§ **Data to process**:
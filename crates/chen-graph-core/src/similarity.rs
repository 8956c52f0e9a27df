//! Two-tier similarity decision: structural identity first, edit distance second

use crate::diff::diff;
use crate::edit_distance::{search_edit_distance, SearchBounds, DEFAULT_UPPER_BOUND};
use crate::graph::Graph;
use serde::{Deserialize, Serialize};
use std::time::Duration;

/// Thresholds for [`is_similar`].
///
/// The defaults are empirical; there is no deeper derivation behind them.
#[derive(Debug, Clone, PartialEq, Eq, Serialize, Deserialize)]
#[serde(default)]
pub struct SimilarityConfig {
    /// Graphs closer than this many edits are similar.
    pub edit_distance_threshold: usize,
    pub upper_bound: usize,
    pub timeout_secs: u64,
}

impl SimilarityConfig {
    pub fn bounds(&self) -> SearchBounds {
        SearchBounds {
            upper_bound: self.upper_bound,
            timeout: Some(Duration::from_secs(self.timeout_secs)),
        }
    }
}

impl Default for SimilarityConfig {
    fn default() -> Self {
        Self {
            edit_distance_threshold: 10,
            upper_bound: DEFAULT_UPPER_BOUND,
            timeout_secs: 5,
        }
    }
}

/// How a similarity decision was reached.
#[derive(Debug, Clone, Copy, PartialEq, Eq)]
pub enum Verdict {
    /// Label-set identical; no edit-distance search was run.
    Identical,
    /// Edit distance below the threshold.
    Near(usize),
    /// Edit distance at or above the threshold.
    Distant(usize),
    /// The search produced no distance within its bounds.
    Unresolved,
}

impl Verdict {
    pub fn is_similar(&self) -> bool {
        matches!(self, Verdict::Identical | Verdict::Near(_))
    }
}

/// Compare two graphs and report how the decision was reached.
pub fn compare(first: &Graph, second: &Graph, config: &SimilarityConfig) -> Verdict {
    if diff(Some(first), Some(second), false).is_empty() {
        tracing::debug!("Graphs are structurally identical");
        return Verdict::Identical;
    }
    match search_edit_distance(first, second, &config.bounds()) {
        None => Verdict::Unresolved,
        Some(d) if d < config.edit_distance_threshold => Verdict::Near(d),
        Some(d) => Verdict::Distant(d),
    }
}

/// True if the graphs are label-set identical or within the edit-distance threshold.
pub fn is_similar(first: &Graph, second: &Graph, config: &SimilarityConfig) -> bool {
    compare(first, second, config).is_similar()
}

§ **Task to carry out**:
Find all the lines containing "SearchBounds" in the material, then copy them.

§ **Answer for the task**:
use crate::edit_distance::{search_edit_distance, SearchBounds, DEFAULT_UPPER_BOUND};
    pub fn bounds(&self) -> SearchBounds {
        SearchBounds {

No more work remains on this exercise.